Système immunitaire non mature : toxoplasmose congénitale
L’infection a lieu lors de la grossesse : le risque de passage à travers le placenta est d’autant plus important que la grossesse est avancée. Par contre, la gravité de la toxoplasmose sera la plus importante en début de grossesse, diminuant au fil du déroulement de la grossesse. En cas de séroconversion de la femme enceinte pendant la grossesse (apparition d’anticorps contre le toxoplasme dans le sang maternel), le risque d’un passage du parasite chez le fœtus est de l’ordre de 30%.
Les symptômes seront :
- Avortement
- Mort fœtale
- Naissance prématurée
- Atteintes possible selon les tissus en cas de naissance à terme :
- Yeux : anomalie de la rétine (choriorétinite toxoplasmique) pouvant aller jusqu’à la cécité, dès la naissance ou dans les années qui suivent.
- Système neurologique (devenu très rare) : convulsions, hypotonie, méningoencéphalite, hydrocéphalie, retard psychomoteur avec graves séquelles. Les calcifications intracrâniennes sont typiques.
- Toxoplamose viscérale : atteinte du foie avec ictère (jaunisse) néonatale, hépatosplénomégalie.
Formes inapparentes (absence de symptôme à la naissance, seule la sérologie est positive chez le nouveau-né) : les plus fréquentes depuis l’obligation de suivi des femmes enceintes, elles consistent en un risque d’apparition de choriorétinite n’importe quand dans la vie de l’individu.
Diagnostic
- Imagerie médicale : dans le cas de toxoplasmose congénitale, elle permet d’évaluer les dégâts causés par le parasite pendant la grossesse et après la naissance, permettant une éventuelle prise de décision quant à la suite de la grossesse.

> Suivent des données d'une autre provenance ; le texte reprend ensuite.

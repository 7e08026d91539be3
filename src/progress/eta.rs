//! Throughput smoothing and completion projection.
//!
//! [`RateEstimator`] turns cumulative progress reports into instantaneous
//! rates and smooths the last `window` of them with an exponential moving
//! average. With fewer than two samples the rate is unknown (`None`), never
//! zero. [`project_eta`] combines the current stage's rate with historical
//! mean durations of the stages that have not started yet.

use std::collections::{HashMap, VecDeque};
use std::time::Duration;

use chrono::{DateTime, Utc};
use serde::{Deserialize, Serialize};

use crate::stage::Stage;

/// Default number of rate samples kept for smoothing.
pub const DEFAULT_RATE_WINDOW: usize = 10;

/// Minimum samples before a rate is reported.
const MIN_SAMPLES: usize = 2;

/// Windowed EMA over instantaneous units-per-second samples.
#[derive(Debug, Clone)]
pub struct RateEstimator {
    window: usize,
    samples: VecDeque<f64>,
    /// Last (cumulative units, timestamp) observation.
    anchor: Option<(u64, DateTime<Utc>)>,
}

impl Default for RateEstimator {
    fn default() -> Self {
        Self::new(DEFAULT_RATE_WINDOW)
    }
}

impl RateEstimator {
    /// Estimator smoothing over the last `window` rate samples. A window below 2 is raised to 2.
    pub fn new(window: usize) -> Self {
        let window = window.max(MIN_SAMPLES);
        Self {
            window,
            samples: VecDeque::with_capacity(window),
            anchor: None,
        }
    }

    /// Number of samples retained.
    pub fn window(&self) -> usize {
        self.window
    }

    /// Clears all samples and anchors at `units` completed as of `at`.
    pub fn restart(&mut self, units: u64, at: DateTime<Utc>) {
        self.samples.clear();
        self.anchor = Some((units, at));
    }

    /// Clears all samples and the anchor.
    pub fn reset(&mut self) {
        self.samples.clear();
        self.anchor = None;
    }

    /// Records a cumulative progress report and returns the smoothed rate.
    ///
    /// Reports at the same instant as the anchor are folded into the next
    /// interval. A report going backwards re-anchors without a sample.
    pub fn observe(&mut self, units_done: u64, at: DateTime<Utc>) -> Option<f64> {
        match self.anchor {
            None => self.anchor = Some((units_done, at)),
            Some((prev_units, _)) if units_done < prev_units => {
                self.anchor = Some((units_done, at));
            }
            Some((prev_units, prev_at)) => {
                let elapsed = (at - prev_at)
                    .to_std()
                    .map(|d| d.as_secs_f64())
                    .unwrap_or(0.0);
                if elapsed > 0.0 {
                    self.push_sample((units_done - prev_units) as f64 / elapsed);
                    self.anchor = Some((units_done, at));
                }
            }
        }
        self.rate()
    }

    /// Adds an instantaneous rate sample. Non-finite or negative values are ignored.
    pub fn push_sample(&mut self, rate: f64) {
        if !rate.is_finite() || rate < 0.0 {
            return;
        }
        if self.samples.len() == self.window {
            self.samples.pop_front();
        }
        self.samples.push_back(rate);
    }

    /// Samples currently retained.
    pub fn sample_count(&self) -> usize {
        self.samples.len()
    }

    /// Smoothed rate, or `None` while fewer than two samples exist.
    pub fn rate(&self) -> Option<f64> {
        if self.samples.len() < MIN_SAMPLES {
            return None;
        }
        let alpha = 2.0 / (self.window as f64 + 1.0);
        let mut samples = self.samples.iter();
        let mut ema = *samples.next()?;
        for sample in samples {
            ema = alpha * sample + (1.0 - alpha) * ema;
        }
        Some(ema)
    }
}

/// Mean observed duration per stage, fed by successful completions.
#[derive(Debug, Clone, Default)]
pub struct StageDurationHistory {
    totals: HashMap<Stage, (Duration, u32)>,
}

impl StageDurationHistory {
    pub fn new() -> Self {
        Self::default()
    }

    /// Adds one completed run of `stage`.
    pub fn record(&mut self, stage: Stage, duration: Duration) {
        let entry = self.totals.entry(stage).or_insert((Duration::ZERO, 0));
        entry.0 += duration;
        entry.1 += 1;
    }

    /// Mean duration of `stage`, if it ever completed.
    pub fn mean(&self, stage: Stage) -> Option<Duration> {
        self.totals
            .get(&stage)
            .filter(|(_, count)| *count > 0)
            .map(|(total, count)| *total / *count)
    }

    /// Completed runs recorded for `stage`.
    pub fn samples(&self, stage: Stage) -> u32 {
        self.totals.get(&stage).map(|(_, count)| *count).unwrap_or(0)
    }
}

/// Progress of the stage currently executing.
#[derive(Debug, Clone, Copy, Default, PartialEq)]
pub struct CurrentStageProgress {
    pub units_done: u64,
    pub total_units: Option<u64>,
    pub rate: Option<f64>,
}

impl CurrentStageProgress {
    /// Remaining time for the current stage, if the rate and total are known.
    pub fn remaining(&self) -> Option<Duration> {
        let total = self.total_units?;
        let remaining_units = total.saturating_sub(self.units_done);
        if remaining_units == 0 {
            return Some(Duration::ZERO);
        }
        let rate = self.rate.filter(|rate| *rate > 0.0)?;
        Some(Duration::from_secs_f64(remaining_units as f64 / rate))
    }
}

/// Projected time to completion.
#[derive(Debug, Clone, Default, PartialEq, Serialize, Deserialize)]
pub struct EtaEstimate {
    /// Remaining time of the executing stage.
    pub current_stage_remaining: Option<Duration>,
    /// Sum of mean durations of stages not yet started. `None` if any is unknown.
    pub pending_stages_remaining: Option<Duration>,
    /// Pending stages with no duration history.
    pub unknown_stages: Vec<Stage>,
    /// Overall projection, when every component is known.
    pub total: Option<Duration>,
}

impl EtaEstimate {
    /// Estimate for a job that has nothing left to do.
    pub fn finished() -> Self {
        Self {
            current_stage_remaining: None,
            pending_stages_remaining: Some(Duration::ZERO),
            unknown_stages: Vec::new(),
            total: Some(Duration::ZERO),
        }
    }
}

/// Projects remaining time from the current stage and the stages still pending.
pub fn project_eta(
    current: Option<CurrentStageProgress>,
    pending: &[Stage],
    history: &StageDurationHistory,
) -> EtaEstimate {
    let current_stage_remaining = current.as_ref().and_then(CurrentStageProgress::remaining);

    let mut pending_total = Duration::ZERO;
    let mut unknown_stages = Vec::new();
    for stage in pending {
        match history.mean(*stage) {
            Some(mean) => pending_total += mean,
            None => unknown_stages.push(*stage),
        }
    }
    let pending_stages_remaining = unknown_stages.is_empty().then_some(pending_total);

    let total = match (current.is_some(), current_stage_remaining, pending_stages_remaining) {
        (true, Some(current), Some(pending)) => Some(current + pending),
        (false, _, Some(pending)) => Some(pending),
        _ => None,
    };

    EtaEstimate {
        current_stage_remaining,
        pending_stages_remaining,
        unknown_stages,
        total,
    }
}
//! Dataset curation by diversity selection.
//!
//! Once a job's production stages finish, its outputs are broken into a
//! candidate pool (one [`CandidateItem`] per clip, with an embedding and a
//! quality score). Curation picks a budget-limited subset that covers the
//! pool as evenly as possible while preferring higher quality among
//! near-duplicates.
//!
//! Components:
//!
//! 1. **Candidates** - items, budgets, the dataset record and the
//!    [`CandidateSource`] that builds a pool from a job's final artifact
//! 2. **Distance** - the metric over embeddings (Euclidean or angular)
//! 3. **Selector** - greedy max-min selection with exact or
//!    random-projection scoring
//!
//! # Usage
//!
//! ```rust,ignore
//! use capforge::diversity::{CandidateItem, DistanceMetric, DiversitySelector, SelectionBudget};
//!
//! let pool = vec![
//!     CandidateItem::new(1, vec![0.0, 1.0], 0.9, 4_096),
//!     CandidateItem::new(2, vec![1.0, 0.0], 0.4, 4_096),
//! ];
//! let selection = DiversitySelector::new(DistanceMetric::Euclidean)
//!     .select(&pool, SelectionBudget::count(1))?;
//! assert_eq!(selection.selected.len(), 1);
//! ```

pub mod candidate;
pub mod distance;
pub mod selector;

pub use candidate::{
    validate_pool, CandidateId, CandidateItem, CandidateSource, CurationError, Dataset, DatasetId,
    SelectionBudget,
};
pub use distance::{cosine_similarity, euclidean_distance, DistanceMetric};
pub use selector::{
    DiversitySelector, ProjectionParams, ScoringStrategy, Selection,
    DEFAULT_APPROXIMATE_THRESHOLD, DEFAULT_PROJECTION_DIMENSION,
};
//! Orchestrator configuration.
//!
//! Settings come from three layers: built-in defaults, an optional YAML
//! file, and `CAPFORGE_*` environment variables. Every constructor
//! validates the result before handing it out.

use std::path::Path;
use std::time::Duration;

use serde::Deserialize;
use thiserror::Error;

use crate::diversity::{
    DistanceMetric, DiversitySelector, ProjectionParams, ScoringStrategy,
    DEFAULT_APPROXIMATE_THRESHOLD, DEFAULT_PROJECTION_DIMENSION,
};
use crate::progress::DEFAULT_RATE_WINDOW;
use crate::stage::RetryPolicy;

/// Errors that can occur during configuration operations.
#[derive(Debug, Error)]
pub enum ConfigError {
    /// An environment variable has an invalid value.
    #[error("Invalid value for {key}: {message}")]
    InvalidValue { key: String, message: String },

    /// Configuration validation failed.
    #[error("Configuration validation failed: {0}")]
    ValidationFailed(String),

    /// IO error while reading configuration.
    #[error("IO error: {0}")]
    Io(#[from] std::io::Error),

    /// The configuration file is not valid YAML for this schema.
    #[error("Invalid configuration file: {0}")]
    Yaml(#[from] serde_yaml::Error),
}

/// Configuration for the job orchestrator.
#[derive(Debug, Clone, PartialEq)]
pub struct OrchestratorConfig {
    // Execution settings
    /// Maximum number of jobs executing stages at the same time.
    pub max_concurrent_jobs: usize,
    /// Attempts per stage invocation for retryable model errors.
    pub model_retry_attempts: u32,
    /// Pause between retry attempts.
    pub retry_backoff: Duration,

    // Progress settings
    /// Number of rate samples smoothed into `frames_per_second`.
    pub eta_window: usize,
    /// How often the progress monitor logs job counts.
    pub progress_log_interval: Duration,

    // Curation settings
    /// Distance over candidate embeddings.
    pub distance_metric: DistanceMetric,
    /// Pool size above which selection uses random projection.
    pub approximate_threshold: usize,
    /// Target dimension of the random projection.
    pub projection_dimension: usize,
    /// Seed of the random projection.
    pub projection_seed: u64,
}

impl Default for OrchestratorConfig {
    fn default() -> Self {
        Self {
            max_concurrent_jobs: 4,
            model_retry_attempts: 3,
            retry_backoff: Duration::from_millis(500),

            eta_window: DEFAULT_RATE_WINDOW,
            progress_log_interval: Duration::from_secs(30),

            distance_metric: DistanceMetric::Euclidean,
            approximate_threshold: DEFAULT_APPROXIMATE_THRESHOLD,
            projection_dimension: DEFAULT_PROJECTION_DIMENSION,
            projection_seed: 42,
        }
    }
}

/// On-disk form of [`OrchestratorConfig`]. Missing keys keep their defaults.
#[derive(Debug, Default, Deserialize)]
#[serde(deny_unknown_fields)]
struct ConfigFile {
    max_concurrent_jobs: Option<usize>,
    model_retry_attempts: Option<u32>,
    retry_backoff_ms: Option<u64>,
    eta_window: Option<usize>,
    progress_log_interval_secs: Option<u64>,
    distance_metric: Option<DistanceMetric>,
    approximate_threshold: Option<usize>,
    projection_dimension: Option<usize>,
    projection_seed: Option<u64>,
}

impl ConfigFile {
    fn apply(self, config: &mut OrchestratorConfig) {
        if let Some(v) = self.max_concurrent_jobs {
            config.max_concurrent_jobs = v;
        }
        if let Some(v) = self.model_retry_attempts {
            config.model_retry_attempts = v;
        }
        if let Some(ms) = self.retry_backoff_ms {
            config.retry_backoff = Duration::from_millis(ms);
        }
        if let Some(v) = self.eta_window {
            config.eta_window = v;
        }
        if let Some(secs) = self.progress_log_interval_secs {
            config.progress_log_interval = Duration::from_secs(secs);
        }
        if let Some(v) = self.distance_metric {
            config.distance_metric = v;
        }
        if let Some(v) = self.approximate_threshold {
            config.approximate_threshold = v;
        }
        if let Some(v) = self.projection_dimension {
            config.projection_dimension = v;
        }
        if let Some(v) = self.projection_seed {
            config.projection_seed = v;
        }
    }
}

impl OrchestratorConfig {
    /// Creates a new configuration with default values.
    pub fn new() -> Self {
        Self::default()
    }

    /// Creates configuration from environment variables.
    ///
    /// # Environment Variables
    ///
    /// - `CAPFORGE_MAX_CONCURRENT_JOBS`: Concurrent jobs (default: 4)
    /// - `CAPFORGE_MODEL_RETRY_ATTEMPTS`: Attempts for model errors (default: 3)
    /// - `CAPFORGE_RETRY_BACKOFF_MS`: Pause between attempts (default: 500)
    /// - `CAPFORGE_ETA_WINDOW`: Rate samples to smooth (default: 10)
    /// - `CAPFORGE_PROGRESS_LOG_INTERVAL_SECS`: Monitor interval (default: 30)
    /// - `CAPFORGE_DISTANCE_METRIC`: `euclidean` or `angular` (default: euclidean)
    /// - `CAPFORGE_APPROXIMATE_THRESHOLD`: Pool size for projection (default: 20000)
    /// - `CAPFORGE_PROJECTION_DIMENSION`: Projected dimension (default: 32)
    /// - `CAPFORGE_PROJECTION_SEED`: Projection seed (default: 42)
    ///
    /// # Errors
    ///
    /// Returns `ConfigError` if a variable cannot be parsed or the result is invalid.
    pub fn from_env() -> Result<Self, ConfigError> {
        let mut config = Self::default();
        config.apply_env()?;
        config.validate()?;
        Ok(config)
    }

    /// Loads a YAML file, then applies environment overrides on top.
    pub fn from_yaml_file(path: impl AsRef<Path>) -> Result<Self, ConfigError> {
        let content = std::fs::read_to_string(path)?;
        let mut config = Self::from_yaml_str(&content)?;
        config.apply_env()?;
        config.validate()?;
        Ok(config)
    }

    /// Parses YAML over the defaults, without environment overrides.
    pub fn from_yaml_str(content: &str) -> Result<Self, ConfigError> {
        let mut config = Self::default();
        if !content.trim().is_empty() {
            let file: ConfigFile = serde_yaml::from_str(content)?;
            file.apply(&mut config);
        }
        config.validate()?;
        Ok(config)
    }

    fn apply_env(&mut self) -> Result<(), ConfigError> {
        // Execution settings
        if let Ok(val) = std::env::var("CAPFORGE_MAX_CONCURRENT_JOBS") {
            self.max_concurrent_jobs = parse_env_value(&val, "CAPFORGE_MAX_CONCURRENT_JOBS")?;
        }

        if let Ok(val) = std::env::var("CAPFORGE_MODEL_RETRY_ATTEMPTS") {
            self.model_retry_attempts = parse_env_value(&val, "CAPFORGE_MODEL_RETRY_ATTEMPTS")?;
        }

        if let Ok(val) = std::env::var("CAPFORGE_RETRY_BACKOFF_MS") {
            let ms: u64 = parse_env_value(&val, "CAPFORGE_RETRY_BACKOFF_MS")?;
            self.retry_backoff = Duration::from_millis(ms);
        }

        // Progress settings
        if let Ok(val) = std::env::var("CAPFORGE_ETA_WINDOW") {
            self.eta_window = parse_env_value(&val, "CAPFORGE_ETA_WINDOW")?;
        }

        if let Ok(val) = std::env::var("CAPFORGE_PROGRESS_LOG_INTERVAL_SECS") {
            let secs: u64 = parse_env_value(&val, "CAPFORGE_PROGRESS_LOG_INTERVAL_SECS")?;
            self.progress_log_interval = Duration::from_secs(secs);
        }

        // Curation settings
        if let Ok(val) = std::env::var("CAPFORGE_DISTANCE_METRIC") {
            self.distance_metric = val.parse().map_err(|message| ConfigError::InvalidValue {
                key: "CAPFORGE_DISTANCE_METRIC".to_string(),
                message,
            })?;
        }

        if let Ok(val) = std::env::var("CAPFORGE_APPROXIMATE_THRESHOLD") {
            self.approximate_threshold = parse_env_value(&val, "CAPFORGE_APPROXIMATE_THRESHOLD")?;
        }

        if let Ok(val) = std::env::var("CAPFORGE_PROJECTION_DIMENSION") {
            self.projection_dimension = parse_env_value(&val, "CAPFORGE_PROJECTION_DIMENSION")?;
        }

        if let Ok(val) = std::env::var("CAPFORGE_PROJECTION_SEED") {
            self.projection_seed = parse_env_value(&val, "CAPFORGE_PROJECTION_SEED")?;
        }

        Ok(())
    }

    /// Validates the configuration values.
    ///
    /// # Errors
    ///
    /// Returns `ConfigError::ValidationFailed` if any values are invalid.
    pub fn validate(&self) -> Result<(), ConfigError> {
        if self.max_concurrent_jobs == 0 {
            return Err(ConfigError::ValidationFailed(
                "max_concurrent_jobs must be greater than 0".to_string(),
            ));
        }

        if self.model_retry_attempts == 0 {
            return Err(ConfigError::ValidationFailed(
                "model_retry_attempts must be at least 1".to_string(),
            ));
        }

        if self.eta_window < 2 {
            return Err(ConfigError::ValidationFailed(
                "eta_window must be at least 2".to_string(),
            ));
        }

        if self.progress_log_interval.is_zero() {
            return Err(ConfigError::ValidationFailed(
                "progress_log_interval must be greater than 0".to_string(),
            ));
        }

        if self.projection_dimension == 0 {
            return Err(ConfigError::ValidationFailed(
                "projection_dimension must be greater than 0".to_string(),
            ));
        }

        Ok(())
    }

    /// Retry policy applied to every registered stage runner.
    pub fn retry_policy(&self) -> RetryPolicy {
        RetryPolicy::new(self.model_retry_attempts, self.retry_backoff)
    }

    /// Diversity selector configured by the curation settings.
    pub fn selector(&self) -> DiversitySelector {
        DiversitySelector::new(self.distance_metric).with_strategy(ScoringStrategy::Auto {
            threshold: self.approximate_threshold,
            projection: ProjectionParams {
                dimension: self.projection_dimension,
                seed: self.projection_seed,
            },
        })
    }

    /// Builder method to set max concurrent jobs.
    pub fn with_max_concurrent_jobs(mut self, max: usize) -> Self {
        self.max_concurrent_jobs = max;
        self
    }

    /// Builder method to set the attempts for model errors.
    pub fn with_model_retry_attempts(mut self, attempts: u32) -> Self {
        self.model_retry_attempts = attempts;
        self
    }

    /// Builder method to set the retry backoff.
    pub fn with_retry_backoff(mut self, backoff: Duration) -> Self {
        self.retry_backoff = backoff;
        self
    }

    /// Builder method to set the rate smoothing window.
    pub fn with_eta_window(mut self, window: usize) -> Self {
        self.eta_window = window;
        self
    }

    /// Builder method to set the progress log interval.
    pub fn with_progress_log_interval(mut self, interval: Duration) -> Self {
        self.progress_log_interval = interval;
        self
    }

    /// Builder method to set the distance metric.
    pub fn with_distance_metric(mut self, metric: DistanceMetric) -> Self {
        self.distance_metric = metric;
        self
    }

    /// Builder method to set the approximate selection threshold.
    pub fn with_approximate_threshold(mut self, threshold: usize) -> Self {
        self.approximate_threshold = threshold;
        self
    }

    /// Builder method to set the projection dimension and seed.
    pub fn with_projection(mut self, dimension: usize, seed: u64) -> Self {
        self.projection_dimension = dimension;
        self.projection_seed = seed;
        self
    }
}

/// Parse an environment variable value into a type.
fn parse_env_value<T: std::str::FromStr>(value: &str, key: &str) -> Result<T, ConfigError> {
    value.trim().parse().map_err(|_| ConfigError::InvalidValue {
        key: key.to_string(),
        message: format!("could not parse '{}'", value),
    })
}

- Direct : recherche du parasite dans des biopsies ou dans le liquide céphalorachidien par exemple (coloration Giemsa lent), ou par PCR qui est peu efficace dans le cas de la toxoplasmose cérébrale.
- Indirect : via essentiellement deux classes d’anticorps :
- IgG : persistance en faible quantité tant qu’il y a présence de kyste dans l’organisme.
- IgM : apparition rapide après la contamination maternelle, persistance jusqu’à un an après infestation.
Prévention
Elle est avant tout essentielle chez la femme enceinte séronégative :
- Eviter le contact direct avec les chats ou leurs excréments (hygiène de la litière).
- Cuire les aliments à cœur (viande, lait cru, œuf). Laver les crudités avant consommation. Eviter les salaisons.
- Se laver systématiquement les mains après tout contact avec des matières «à risque» (aliments, terre ou éléments souillés de terre), voire porter des gants.
- Suivre par sérologie l’évolution du statut immunitaire de la future mère au moins jusqu’à la naissance.
Un chat ne sortant pas à l’extérieur du domicile et nourri uniquement par des croquettes ou des conserves n’est pas exposé à un risque de contamination. Seuls les chats sortant à l’extérieur ou ayant accès à de la viande crue sont porteurs-excréteurs potentiels.
Traitement
En général il n’est pas nécessaire de traiter une toxoplasmose classique.
Par contre, une antibiothérapie sera mise en place avec spiramycine, pyriméthamine - sulfadoxine ou pyriméthamine - sulfadiazine, dans les cas de toxoplasmose congénitale ou toxoplasmose chez les immunodéprimés notamment.